We have a 15 week old pup westie, now these dogs are stubburn hard headed and really can be a handfull if this behavour is allowed to continue, so we approached it the day we got her, we dont need to smack her, this is forgotten to quickly, they need you to repeat over and over like children to learn, a firm NO may not work to start with but if you keep it up it will work, dont tug this only helps them think its all a game, the way we do it with Bonnie is to pull her jaws apart(without hurting her) if she has a good grip of something, clothing and feet she stopped going for after about 2 weeks, she still forgets but a quick reminder and she gets it. If it helps to remove the pup from the kids for periods of time, they need their own space too, while you do your housework etc put her in a room on her own for little while, make sure its safe. I dont know if others agree with this but this is how we dealt with aggressive behavour, pinned her, without hurting her, just held her down on the floor, when felt her relax we let her go, this stopped her aggressive nature real fast. Not needed to do it since she was about 9 - 10 weeks old. 
Also find if bonnie picks something up shes not meant to have, rather than chase her to get it I ask her to show me what she has saying "what you got there, let me see" she gives me it then she is rewarded for giving me it, if she goes for something and I see her before she gets it I just clap my hand and say no, she goes and gets her own toys or walks away and lies down. We have been doing it this way since we got her, hubby didnt do the let me see part and lost head many times trying to get something off her, watched me take seconds and he has changed to doing it that way too lol. ​


----------



## dizzylynn (Jul 30, 2010)

marthaMoo said:


> I agree with what the other ladies have said on this page.
> 
> He really needs to know what to do and its down to you to teach him, all of you, the same thing, otherwise he is just getting really confused by it all.
> 
> ...


Dogs that are working breeds HAVE to be kept busy, catch with a ball, tug of war games, training, walks, run around park everything about their day has to stimulate them if they get bored thats when the aggressive distructive behavour starts. My friends hubby got a border collie few weeks older than Bonnie, and she's finding him hard to manage, so she asked me for advice, loads of games with him, dont just stick him in a room with toys, thats not going to do him any good, human contact loads of activities. She cant really do this as she has a toddler hopefully her man starts takign him fishing with him so he is kept busy.


----------



## Shell195 (May 31, 2007)

SexyBear77 said:


> When I was a wee kid we had a lovely puppy called Max, a rescue collie x.
> 
> He was a little nippy when we first got him, but some lessons in manners worked wonders and within a week or so he was much calmer and more gentle.
> 
> ...


 
Maybe a muzzle could be used for an older puppy but this one is only 9/10 weeks old ! He needs to be taught right from wrong by firm consistant training. Ive got 10 dogs from small breeds up to large breeds and they all have excellent manners and know that biting humans is unacceptable even in play
I think that the excitement of having a new puppy has allowed the owners to not forget about training and for this little one to think that its ok to play rough.
Gina am I right in thinking this is the families first dog?


----------



## dizzylynn (Jul 30, 2010)

Alot of folks get dogs and dont realise they need the same as young kids, to be tought right from wrong, to be trained to stay down and not bite etc. Even in play we dont let our dogs bite, I am more strict than my hubby I dont even like them to play growl or bark. If they show teeth even in the game the game stops.


----------



## EquineArcher (Feb 13, 2010)

Shell195 said:


> Maybe a muzzle could be used for an older puppy but this one is only 9/10 weeks old ! He needs to be taught right from wrong by firm consistant training. Ive got 10 dogs from small breeds up to large breeds and they all have excellent manners and know that biting humans is unacceptable even in play
> I think that the excitement of having a new puppy has allowed the owners to not forget about training and for this little one to think that its ok to play rough.
> Gina am I right in thinking this is the families first dog?

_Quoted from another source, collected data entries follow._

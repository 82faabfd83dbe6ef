use std::io;
use std::sync::{Arc, Mutex};

use plateguard_core::config::GateConfig;
use plateguard_core::models::UserId;
use plateguard_gate::InteractionGate;
use plateguard_storage::InMemoryLedger;
use test_fixtures::{plate, t0};
use tracing::Level;

#[derive(Clone, Default)]
struct Captured(Arc<Mutex<Vec<u8>>>);

impl Captured {
    fn text(&self) -> String {
        String::from_utf8(self.0.lock().unwrap().clone()).unwrap()
    }
}

impl io::Write for Captured {
    fn write(&mut self, buf: &[u8]) -> io::Result<usize> {
        self.0.lock().unwrap().extend_from_slice(buf);
        Ok(buf.len())
    }

    fn flush(&mut self) -> io::Result<()> {
        Ok(())
    }
}

/// Run `f` with a subscriber that keeps warnings and above.
fn warnings_during(f: impl FnOnce()) -> String {
    let captured = Captured::default();
    let writer = captured.clone();
    let subscriber = tracing_subscriber::fmt()
        .with_max_level(Level::WARN)
        .with_ansi(false)
        .with_writer(move || writer.clone())
        .finish();
    tracing::subscriber::with_default(subscriber, f);
    captured.text()
}

fn gate() -> InteractionGate {
    InteractionGate::new(Arc::new(InMemoryLedger::new()), &GateConfig::default())
}

#[test]
fn abuse_limit_denials_are_warnings() {
    let gate = gate();
    let (abc, alice) = (plate("ABC1234"), UserId::from("alice"));

    let first = warnings_during(|| {
        assert!(gate.try_send_solidary(&abc, &alice, t0()).is_allowed());
        assert!(gate.try_evaluate(&abc, &alice, t0()).is_allowed());
    });
    assert!(first.is_empty(), "allowed interactions must not warn: {first}");

    let denied = warnings_during(|| {
        assert!(!gate.try_send_solidary(&abc, &alice, t0()).is_allowed());
        assert!(!gate.try_evaluate(&abc, &alice, t0()).is_allowed());
    });
    assert!(denied.contains("interaction denied"), "{denied}");
    assert!(denied.contains("ALREADY_SENT"), "{denied}");
    assert!(denied.contains("COOLDOWN_ACTIVE"), "{denied}");
    assert!(denied.contains("WARN"), "{denied}");
}

#[test]
fn blocked_pair_denials_are_warnings_but_repeat_reports_are_not() {
    let gate = gate();
    let (abc, alice) = (plate("ABC1234"), UserId::from("alice"));
    assert!(gate.report(&abc, &alice, t0()).is_allowed());

    let repeat = warnings_during(|| {
        assert!(gate.report(&abc, &alice, t0()).is_allowed());
    });
    assert!(repeat.is_empty(), "idempotent re-report must not warn: {repeat}");

    let blocked = warnings_during(|| {
        assert!(!gate.try_send_message(&abc, &alice, t0()).is_allowed());
    });
    assert!(blocked.contains("PERMANENTLY_BLOCKED"), "{blocked}");
}
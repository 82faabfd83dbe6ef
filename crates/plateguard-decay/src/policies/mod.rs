//! Built-in decay policies.

pub mod monthly_step;
pub mod none;

pub use monthly_step::MonthlyStepDecay;
pub use none::NoDecay;
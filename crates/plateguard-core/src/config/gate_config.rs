use serde::{Deserialize, Serialize};

use super::defaults;

/// Interaction gate configuration.
#[derive(Debug, Clone, Serialize, Deserialize)]
#[serde(default)]
pub struct GateConfig {
    /// Minimum spacing between two evaluations of the same plate by the
    /// same user (seconds).
    pub evaluation_cooldown_secs: i64,
}

impl Default for GateConfig {
    fn default() -> Self {
        Self {
            evaluation_cooldown_secs: defaults::DEFAULT_EVALUATION_COOLDOWN_SECS,
        }
    }
}
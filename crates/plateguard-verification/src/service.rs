use chrono::Duration;
use dashmap::DashMap;
use tracing::{debug, warn};

use plateguard_core::config::VerificationConfig;
use plateguard_core::errors::VerificationError;
use plateguard_core::models::{Timestamp, UserId, UserRecord, VerificationCode};
use plateguard_core::traits::ICodeGenerator;

use crate::check::check_code;
use crate::generator::RandomDigits;

/// Issues one active code per user and verifies attempts against it.
///
/// Mismatches are counted per user; after `max_failed_attempts` of them
/// every attempt fails with `TooManyAttempts` until a new code is issued.
/// Expired codes do not count against the limit.
pub struct VerificationCodeService {
    config: VerificationConfig,
    generator: Box<dyn ICodeGenerator>,
    failed_attempts: DashMap<UserId, u32>,
}

impl VerificationCodeService {
    pub fn new(config: &VerificationConfig) -> Self {
        Self::with_generator(config, Box::new(RandomDigits))
    }

    pub fn with_generator(config: &VerificationConfig, generator: Box<dyn ICodeGenerator>) -> Self {
        Self {
            config: config.clone(),
            generator,
            failed_attempts: DashMap::new(),
        }
    }

    pub fn ttl(&self) -> Duration {
        Duration::try_seconds(self.config.ttl_secs).unwrap_or(Duration::MAX)
    }

    /// Issue a new code on `user`, replacing any previous one, and reset the
    /// failed-attempt count. Returns the code for delivery.
    pub fn generate(&self, user: &mut UserRecord, now: Timestamp) -> String {
        let code = self.generator.generate(self.config.code_length);
        user.verification = Some(VerificationCode {
            code: code.clone(),
            created_at: now,
        });
        self.failed_attempts.remove(&user.id);
        debug!(user_id = %user.id, "verification code issued");
        code
    }

    /// Verify `supplied` for `user`. A successful check consumes the code.
    pub fn verify(
        &self,
        user: &mut UserRecord,
        supplied: &str,
        now: Timestamp,
    ) -> Result<(), VerificationError> {
        let limit = self.config.max_failed_attempts;
        let attempts = self.failed_attempts(&user.id);
        if limit > 0 && attempts >= limit {
            warn!(user_id = %user.id, attempts, "verification locked out");
            return Err(VerificationError::TooManyAttempts { attempts });
        }

        match check_code(user.verification.as_ref(), supplied, now, self.ttl()) {
            Ok(()) => {
                user.verification = None;
                self.failed_attempts.remove(&user.id);
                debug!(user_id = %user.id, "verification succeeded");
                Ok(())
            }
            Err(VerificationError::CodeMismatch) => {
                let mut count = self.failed_attempts.entry(user.id.clone()).or_insert(0);
                *count += 1;
                debug!(user_id = %user.id, attempts = *count, "verification code mismatch");
                Err(VerificationError::CodeMismatch)
            }
            Err(e) => {
                debug!(user_id = %user.id, error = %e, "verification failed");
                Err(e)
            }
        }
    }

    /// Mismatches recorded against the user's current code.
    pub fn failed_attempts(&self, user_id: &UserId) -> u32 {
        self.failed_attempts.get(user_id).map(|c| *c).unwrap_or(0)
    }
}
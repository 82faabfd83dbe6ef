//! Benchmarks for gate decisions over a populated ledger.

use std::sync::Arc;

use chrono::Duration;
use criterion::{criterion_group, criterion_main, Criterion};

use plateguard_core::config::GateConfig;
use plateguard_core::models::{InteractionKind, InteractionRecord, UserId};
use plateguard_core::traits::ILedgerStore;
use plateguard_gate::InteractionGate;
use plateguard_storage::InMemoryLedger;
use test_fixtures::{plate, t0};

fn populated_gate() -> InteractionGate {
    let ledger = Arc::new(InMemoryLedger::new());
    let plates = ["ABC1234", "XYZ9999", "QWE1R23", "JKL5M67"];
    for i in 0..10_000i64 {
        let record = InteractionRecord::new(
            plate(plates[(i % 4) as usize]),
            UserId::from(format!("user-{}", i % 250)),
            InteractionKind::ALL[(i % 3) as usize],
            t0() + Duration::seconds(i),
        );
        ledger.append(&record).expect("append");
    }
    InteractionGate::new(ledger, &GateConfig::default())
}

fn bench_can_evaluate(c: &mut Criterion) {
    let gate = populated_gate();
    let abc = plate("ABC1234");
    let user = UserId::from("user-8");
    let now = t0() + Duration::days(2);

    c.bench_function("can_evaluate_populated", |b| {
        b.iter(|| gate.can_evaluate(&abc, &user, now))
    });
}

fn bench_try_send_solidary(c: &mut Criterion) {
    let gate = populated_gate();
    let xyz = plate("XYZ9999");
    let user = UserId::from("user-1");

    c.bench_function("try_send_solidary_denied", |b| {
        b.iter(|| gate.try_send_solidary(&xyz, &user, t0()))
    });
}

fn bench_reported_plates(c: &mut Criterion) {
    let gate = populated_gate();
    let user = UserId::from("user-3");

    c.bench_function("reported_plates_scan", |b| {
        b.iter(|| gate.reported_plates(&user).expect("query"))
    });
}

criterion_group!(benches, bench_can_evaluate, bench_try_send_solidary, bench_reported_plates);
criterion_main!(benches);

Look, I totally agree that muzzling the puppy is going over-board.

I totally agree that the puppy needs some serious firm training- unfortunately though, it isn't getting any.

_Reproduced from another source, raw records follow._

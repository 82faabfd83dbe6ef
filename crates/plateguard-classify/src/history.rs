//! Score snapshots taken when a plate changes hands.

use plateguard_core::models::{ArchiveReason, ScoreAxis, ScoreHistoryEntry, Timestamp};

use crate::CategoryClassifier;

impl CategoryClassifier {
    /// Freeze a plate's score and category at `now`.
    pub fn snapshot(&self, score: i64, reason: ArchiveReason, now: Timestamp) -> ScoreHistoryEntry {
        ScoreHistoryEntry {
            score,
            category: self.classify(score, ScoreAxis::Plate),
            archived_at: now,
            reason,
        }
    }
}
use serde::{Deserialize, Serialize};
use tracing::debug;

use plateguard_core::config::BenefitConfig;
use plateguard_core::errors::BenefitError;
use plateguard_core::models::{BenefitKind, Timestamp, UserRecord};

use crate::rules::{rule_for, BenefitRule};
use crate::slot::Slot;

/// What [`BenefitCycleTracker::maybe_renew_cycle`] did.
#[derive(Debug, Clone, Copy, PartialEq, Eq, Serialize, Deserialize)]
#[serde(rename_all = "snake_case")]
pub enum CycleRenewal {
    /// The user's tier grants nothing of this kind.
    NotEntitled,
    /// No anchor existed; the first cycle starts now.
    Started,
    /// The previous cycle ran its full length; counter reset, anchor = now.
    Renewed,
    /// The current cycle is still running.
    Current,
}

/// One row of a user's benefit overview.
#[derive(Debug, Clone, PartialEq, Eq, Serialize, Deserialize)]
pub struct Entitlement {
    pub kind: BenefitKind,
    pub cap: u32,
    pub used: u32,
    pub remaining: u32,
    pub cycle_days: i64,
    /// When the next access renews the cycle. `None` until the first cycle
    /// starts.
    pub renews_at: Option<Timestamp>,
}

/// Tracks consumption of seal entitlements on a [`UserRecord`].
///
/// Operations mutate the record in place; persisting it is the caller's job.
#[derive(Debug, Clone)]
pub struct BenefitCycleTracker {
    config: BenefitConfig,
}

impl BenefitCycleTracker {
    pub fn new(config: &BenefitConfig) -> Self {
        Self {
            config: config.clone(),
        }
    }

    /// The rule `user` gets for `kind`, if any.
    pub fn rule(&self, user: &UserRecord, kind: BenefitKind) -> Option<BenefitRule> {
        rule_for(&self.config, user.seal, user.is_client, kind)
    }

    fn entitled(&self, user: &UserRecord, kind: BenefitKind) -> Option<(BenefitRule, Slot)> {
        let rule = self.rule(user, kind)?;
        let slot = Slot::for_seal(user.seal, kind)?;
        Some((rule, slot))
    }

    /// Credits left in the current cycle as stored. Does not renew.
    pub fn remaining_credits(&self, user: &UserRecord, kind: BenefitKind) -> u32 {
        match self.entitled(user, kind) {
            Some((rule, slot)) => rule.cap.saturating_sub(slot.used(&user.benefits)),
            None => 0,
        }
    }

    /// Credits that would be available at `now`, counting a renewal that
    /// has come due but not yet been applied. Read-only.
    pub fn available_credits(&self, user: &UserRecord, kind: BenefitKind, now: Timestamp) -> u32 {
        let Some((rule, slot)) = self.entitled(user, kind) else {
            return 0;
        };
        match slot.anchor(&user.benefits) {
            Some(anchor) if now - anchor >= rule.cycle() => rule.cap,
            _ => rule.cap.saturating_sub(slot.used(&user.benefits)),
        }
    }

    /// Start or renew the cycle for `kind` if due.
    ///
    /// Renewal resets the counter and moves the anchor to `now`, not to
    /// `anchor + cycle`.
    pub fn maybe_renew_cycle(
        &self,
        user: &mut UserRecord,
        kind: BenefitKind,
        now: Timestamp,
    ) -> CycleRenewal {
        let Some((rule, slot)) = self.entitled(user, kind) else {
            return CycleRenewal::NotEntitled;
        };
        match slot.anchor(&user.benefits) {
            None => {
                slot.set_anchor(&mut user.benefits, now);
                debug!(user_id = %user.id, %kind, "benefit cycle started");
                CycleRenewal::Started
            }
            Some(anchor) if now - anchor >= rule.cycle() => {
                slot.set_used(&mut user.benefits, 0);
                slot.set_anchor(&mut user.benefits, now);
                debug!(user_id = %user.id, %kind, previous = %anchor, "benefit cycle renewed");
                CycleRenewal::Renewed
            }
            Some(_) => CycleRenewal::Current,
        }
    }

    /// Use one credit in the current cycle. Returns the credits left.
    ///
    /// Fails with `NoCreditsRemaining` at the cap, leaving the counter
    /// unchanged. Never renews; call [`Self::maybe_renew_cycle`] first.
    pub fn consume_credit(
        &self,
        user: &mut UserRecord,
        kind: BenefitKind,
    ) -> Result<u32, BenefitError> {
        let Some((rule, slot)) = self.entitled(user, kind) else {
            return Err(BenefitError::NoCreditsRemaining {
                kind,
                used: 0,
                cap: 0,
            });
        };
        let used = slot.used(&user.benefits);
        if used >= rule.cap {
            return Err(BenefitError::NoCreditsRemaining {
                kind,
                used,
                cap: rule.cap,
            });
        }
        slot.set_used(&mut user.benefits, used + 1);
        let remaining = rule.cap - used - 1;
        debug!(user_id = %user.id, %kind, remaining, "benefit credit consumed");
        Ok(remaining)
    }

    /// Renew if due, then consume. The usual entry point for a user action.
    pub fn redeem(
        &self,
        user: &mut UserRecord,
        kind: BenefitKind,
        now: Timestamp,
    ) -> Result<u32, BenefitError> {
        self.maybe_renew_cycle(user, kind, now);
        self.consume_credit(user, kind)
    }

    /// Every benefit the user's tier grants, with current usage.
    pub fn entitlements(&self, user: &UserRecord) -> Vec<Entitlement> {
        [BenefitKind::TheftAlert, BenefitKind::SupportCall]
            .into_iter()
            .filter_map(|kind| {
                let (rule, slot) = self.entitled(user, kind)?;
                let used = slot.used(&user.benefits);
                Some(Entitlement {
                    kind,
                    cap: rule.cap,
                    used,
                    remaining: rule.cap.saturating_sub(used),
                    cycle_days: rule.cycle_days,
                    renews_at: slot
                        .anchor(&user.benefits)
                        .and_then(|a| a.checked_add_signed(rule.cycle())),
                })
            })
            .collect()
    }
}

There are with kids around, by the sounds of it the owner doesn't have a clue, and the puppy (seemingly) bites badly, and bites hard. That, to me, is a very dangerous situation. 

Its safety I've got in mind, nothing more, nothing less. I personally wouldn't dream of muzzling a dog in my care at that age (and we have had some horrors) but I'm waiting for a message on here saying that the dog has either bitten a stranger and is being destroyed, or its bitten one of the kids and torn its face.

Worst case scenario, maybe, but in my own experience just not worth the risk. 

: victory:


----------



## HABU (Mar 21, 2007)

my new pup was doing the very same thing... typical puppy... she has stopped now... she's 3 months old... when she starts with the biting i just tell her "NO"!... i taught her NO and her name right off the bat...

her real training begins in september... but for now she's just allowed to be a puppy with only house breaking, her name and NO being taught to her...

i take her outside and play with her a great deal as well as inside... she gets plenty of things to chew on and i have her learning the daily routines...

puppies are worthless... nothing's developed very well... tiny attention span... full of energy... they can only be taught a few things until they develop more... but "NO"! and their name is the first things that i teach a puppy...

no means no...


----------



## dizzylynn (Jul 30, 2010)

Ours still needs work with the name, but NO she understands lol heard it enough. She knows sit, I do 10 mins clicker training with her a few times a day, 10 mins is all she can manage without being distracted. Bess our older dog is one of the best behaved dogs in the area, hubby has had loads of great comments about how well she behaves when out and walks off the leash comes bk when she is told 1st time, and sits at each road waiting for command to cross. Hubby has changed alot, he used to play rough with our dogs in the past, but I stopped this as one of our dogs turned nasty years ago, I blamed him not the dog, so he's not allowed to play rough and encourage snapping etc in play, also 1 of the reasons I refuse to get a rottie, as he can still get carried away now and again, sometimes wonder whos the kid in the house him or the kids.


----------



## Kare (Mar 9, 2010)

dizzylynn said:


> Alot of folks get dogs and dont realise they need the same as young kids, to be tought right from wrong, to be trained to stay down and not bite etc. Even in play we dont let our dogs bite, I am more strict than my hubby I dont even like them to play growl or bark. If they show teeth even in the game the game stops.


You are right, however what is done is done and I have to say although in the right hands she could be fixed and on the right road very very quickly, the fact is these people seem to lack that ability due to lack of experience and there is the childrens safety to consider.

Teaching her right now is going to be a lot harder than them having got it right in the first place, and I have to say if they were my kids I would admit that maybe we made a mistake and overstretched ourselves and rehome her whilst still young to a home with experience and without children where her needs can be better met for the dogs sake and most importantly the childrens safety.


----------



## Evilshiddenclaws (May 25, 2010)

At 9-10 weeks old it isn't the pup that needs a behaviourist, it's the owners. There is a lot of good sound advice that has been given, so no need to repeat i all. You just need to pick a method and run with it, consistently, until things improve, once a dogs behaviour becomes so severe, there will be no 'quick fix' its the owners responsibility to work with the dog and others around it for as long as it takes to rectify the problem.


----------



## dizzylynn (Jul 30, 2010)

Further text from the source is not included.